Retype only the lines at the head of the records, first through the one with "async fn test_health_check()", exactly as written.

**THE DATA**
BEGIN
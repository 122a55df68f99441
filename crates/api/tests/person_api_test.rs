use std::sync::Arc;

use axum::{
    body::{to_bytes, Body},
    http::{Request, StatusCode},
    Router,
};
use birthday_api::create_app;
use birthday_core::{FixedClock, OccurrenceCalculator, PersonService};
use birthday_testing_utils::{utc, MockPersonRepository, PersonBuilder};
use serde_json::{json, Value};
use tower::ServiceExt;

fn app_with(repo: &MockPersonRepository) -> Router {
    let service = Arc::new(PersonService::new(
        Arc::new(repo.clone()),
        OccurrenceCalculator::default(),
    ));
    create_app(service, Arc::new(FixedClock::new(utc("2024-05-01T00:00:00Z"))))
}

fn json_request(method: &str, uri: &str, body: Value) -> Request<Body> {
    Request::builder()
        .method(method)
        .uri(uri)
        .header("content-type", "application/json")
        .body(Body::from(body.to_string()))
        .unwrap()
}

fn empty_request(method: &str, uri: &str) -> Request<Body> {
    Request::builder()
        .method(method)
        .uri(uri)
        .body(Body::empty())
        .unwrap()
}

async fn read_json(response: axum::response::Response) -> Value {
    let bytes = to_bytes(response.into_body(), usize::MAX).await.unwrap();
    serde_json::from_slice(&bytes).unwrap()
}

#[tokio::test]
async fn test_health_check() {
    let app = app_with(&MockPersonRepository::new());
    let response = app.oneshot(empty_request("GET", "/health")).await.unwrap();

    assert_eq!(response.status(), StatusCode::OK);
    let body = read_json(response).await;
    assert_eq!(body["status"], "ok");
    assert_eq!(body["service"], "birthday-notifier");
}

#[tokio::test]
async fn test_create_person_computes_next_occurrence() {
    let repo = MockPersonRepository::new();
    let app = app_with(&repo);

    let response = app
        .oneshot(json_request(
            "POST",
            "/api/users",
            json!({
                "firstName": "John",
                "lastName": "Doe",
                "birthday": "1990-06-01",
                "city": "New York",
                "state": "New York",
                "country": "USA"
            }),
        ))
        .await
        .unwrap();

    assert_eq!(response.status(), StatusCode::CREATED);
    let body = read_json(response).await;
    assert_eq!(body["success"], true);
    assert_eq!(body["data"]["nextOccurrenceUtc"], "2024-06-01T13:00:00Z");
    assert_eq!(body["data"]["lastNotifiedYear"], 0);

    let id = body["data"]["personId"].as_str().unwrap();
    let stored = repo.get(id).unwrap();
    assert_eq!(stored.location.region.as_deref(), Some("New York"));
}

#[tokio::test]
async fn test_create_person_rejects_invalid_input() {
    let repo = MockPersonRepository::new();

    let invalid_birthday = app_with(&repo)
        .oneshot(json_request(
            "POST",
            "/api/users",
            json!({
                "firstName": "John",
                "lastName": "Doe",
                "birthday": "1990-02-30",
                "city": "London",
                "country": "UK"
            }),
        ))
        .await
        .unwrap();
    assert_eq!(invalid_birthday.status(), StatusCode::BAD_REQUEST);
    let body = read_json(invalid_birthday).await;
    assert_eq!(body["error"]["type"], "VALIDATION_ERROR");

    let missing_field = app_with(&repo)
        .oneshot(json_request(
            "POST",
            "/api/users",
            json!({ "firstName": "John" }),
        ))
        .await
        .unwrap();
    assert_eq!(missing_field.status(), StatusCode::BAD_REQUEST);
    let body = read_json(missing_field).await;
    assert_eq!(body["error"]["type"], "BAD_REQUEST");

    assert_eq!(repo.count(), 0);
}

#[tokio::test]
async fn test_get_person_not_found() {
    let app = app_with(&MockPersonRepository::new());
    let response = app
        .oneshot(empty_request("GET", "/api/users/missing"))
        .await
        .unwrap();

    assert_eq!(response.status(), StatusCode::NOT_FOUND);
    let body = read_json(response).await;
    assert_eq!(body["success"], false);
    assert_eq!(body["error"]["type"], "PERSON_NOT_FOUND");
    assert_eq!(body["error"]["code"], 404);
}

#[tokio::test]
async fn test_update_location_recomputes_but_keeps_notified_year() {
    let repo = MockPersonRepository::with_persons(vec![PersonBuilder::new()
        .with_id("p-1")
        .with_birthday("1990-06-01")
        .with_location("New York", Some("New York"), "USA")
        .with_next_occurrence(utc("2024-06-01T13:00:00Z"))
        .with_last_notified_year(2023)
        .build()]);

    let response = app_with(&repo)
        .oneshot(json_request(
            "PUT",
            "/api/users/p-1",
            json!({ "city": "London", "region": "", "country": "UK" }),
        ))
        .await
        .unwrap();

    assert_eq!(response.status(), StatusCode::OK);
    let stored = repo.get("p-1").unwrap();
    assert_eq!(stored.location.city, "London");
    assert_eq!(stored.location.region, None);
    // 伦敦夏令时 UTC+1
    assert_eq!(stored.next_occurrence_utc, utc("2024-06-01T08:00:00Z"));
    assert_eq!(stored.last_notified_year, 2023);
}

#[tokio::test]
async fn test_update_name_only_keeps_occurrence() {
    let repo = MockPersonRepository::with_persons(vec![PersonBuilder::new()
        .with_id("p-1")
        .with_next_occurrence(utc("2024-06-01T13:00:00Z"))
        .build()]);

    let response = app_with(&repo)
        .oneshot(json_request("PUT", "/api/users/p-1", json!({ "firstName": "Jane" })))
        .await
        .unwrap();

    assert_eq!(response.status(), StatusCode::OK);
    let stored = repo.get("p-1").unwrap();
    assert_eq!(stored.first_name, "Jane");
    assert_eq!(stored.next_occurrence_utc, utc("2024-06-01T13:00:00Z"));
}

#[tokio::test]
async fn test_delete_person() {
    let repo = MockPersonRepository::with_persons(vec![PersonBuilder::new().with_id("p-1").build()]);

    let response = app_with(&repo)
        .oneshot(empty_request("DELETE", "/api/users/p-1"))
        .await
        .unwrap();
    assert_eq!(response.status(), StatusCode::OK);
    assert!(repo.get("p-1").is_none());

    let again = app_with(&repo)
        .oneshot(empty_request("DELETE", "/api/users/p-1"))
        .await
        .unwrap();
    assert_eq!(again.status(), StatusCode::NOT_FOUND);
}

#[tokio::test]
async fn test_storage_outage_maps_to_500() {
    let repo = MockPersonRepository::with_persons(vec![PersonBuilder::new().with_id("p-1").build()]);
    repo.set_fail_reads(true);

    let response = app_with(&repo)
        .oneshot(empty_request("GET", "/api/users/p-1"))
        .await
        .unwrap();
    assert_eq!(response.status(), StatusCode::INTERNAL_SERVER_ERROR);
}
use std::time::Duration;

use async_trait::async_trait;
use birthday_core::config::NotificationConfig;
use birthday_core::traits::NotificationSink;
use birthday_core::{NotifierError, NotifierResult};
use serde::Serialize;
use tracing::{debug, warn};

#[derive(Debug, Serialize)]
struct WebhookPayload<'a> {
    message: &'a str,
}

/// 以HTTP POST把通知推送到外部webhook
///
/// 非2xx响应、传输错误和超时统一视为发送失败，由消息重投递负责重试。
pub struct WebhookNotificationSink {
    client: reqwest::Client,
    webhook_url: String,
}

impl WebhookNotificationSink {
    pub fn new(webhook_url: impl Into<String>, timeout: Duration) -> NotifierResult<Self> {
        let client = reqwest::Client::builder()
            .timeout(timeout)
            .build()
            .map_err(|e| NotifierError::Configuration(format!("创建HTTP客户端失败: {e}")))?;

        Ok(Self {
            client,
            webhook_url: webhook_url.into(),
        })
    }

    pub fn from_config(config: &NotificationConfig) -> NotifierResult<Self> {
        Self::new(config.webhook_url.clone(), config.request_timeout())
    }

    pub fn webhook_url(&self) -> &str {
        &self.webhook_url
    }
}

#[async_trait]
impl NotificationSink for WebhookNotificationSink {
    async fn send(&self, message: &str) -> NotifierResult<()> {
        let response = self
            .client
            .post(&self.webhook_url)
            .json(&WebhookPayload { message })
            .send()
            .await
            .map_err(|e| {
                let reason = if e.is_timeout() { "请求超时" } else { "请求失败" };
                warn!("Webhook {} {}: {}", self.webhook_url, reason, e);
                NotifierError::Notification(format!("{reason}: {e}"))
            })?;

        let status = response.status();
        if !status.is_success() {
            let body = response.text().await.unwrap_or_default();
            warn!("Webhook {} responded with {}: {}", self.webhook_url, status, body);
            return Err(NotifierError::Notification(format!(
                "webhook返回状态码 {}",
                status.as_u16()
            )));
        }

        debug!("Webhook delivered ({})", status);
        Ok(())
    }

    fn name(&self) -> &str {
        "webhook"
    }
}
END
**SOLUTION FOR THIS EXERCISE**
repository 122a55df68f99441
filename crates/api/tests/person_api_test.rs
use std::sync::Arc;

use axum::{
    body::{to_bytes, Body},
    http::{Request, StatusCode},
    Router,
};
use birthday_api::create_app;
use birthday_core::{FixedClock, OccurrenceCalculator, PersonService};
use birthday_testing_utils::{utc, MockPersonRepository, PersonBuilder};
use serde_json::{json, Value};
use tower::ServiceExt;

fn app_with(repo: &MockPersonRepository) -> Router {
    let service = Arc::new(PersonService::new(
        Arc::new(repo.clone()),
        OccurrenceCalculator::default(),
    ));
    create_app(service, Arc::new(FixedClock::new(utc("2024-05-01T00:00:00Z"))))
}

fn json_request(method: &str, uri: &str, body: Value) -> Request<Body> {
    Request::builder()
        .method(method)
        .uri(uri)
        .header("content-type", "application/json")
        .body(Body::from(body.to_string()))
        .unwrap()
}

fn empty_request(method: &str, uri: &str) -> Request<Body> {
    Request::builder()
        .method(method)
        .uri(uri)
        .body(Body::empty())
        .unwrap()
}

async fn read_json(response: axum::response::Response) -> Value {
    let bytes = to_bytes(response.into_body(), usize::MAX).await.unwrap();
    serde_json::from_slice(&bytes).unwrap()
}

#[tokio::test]
async fn test_health_check() {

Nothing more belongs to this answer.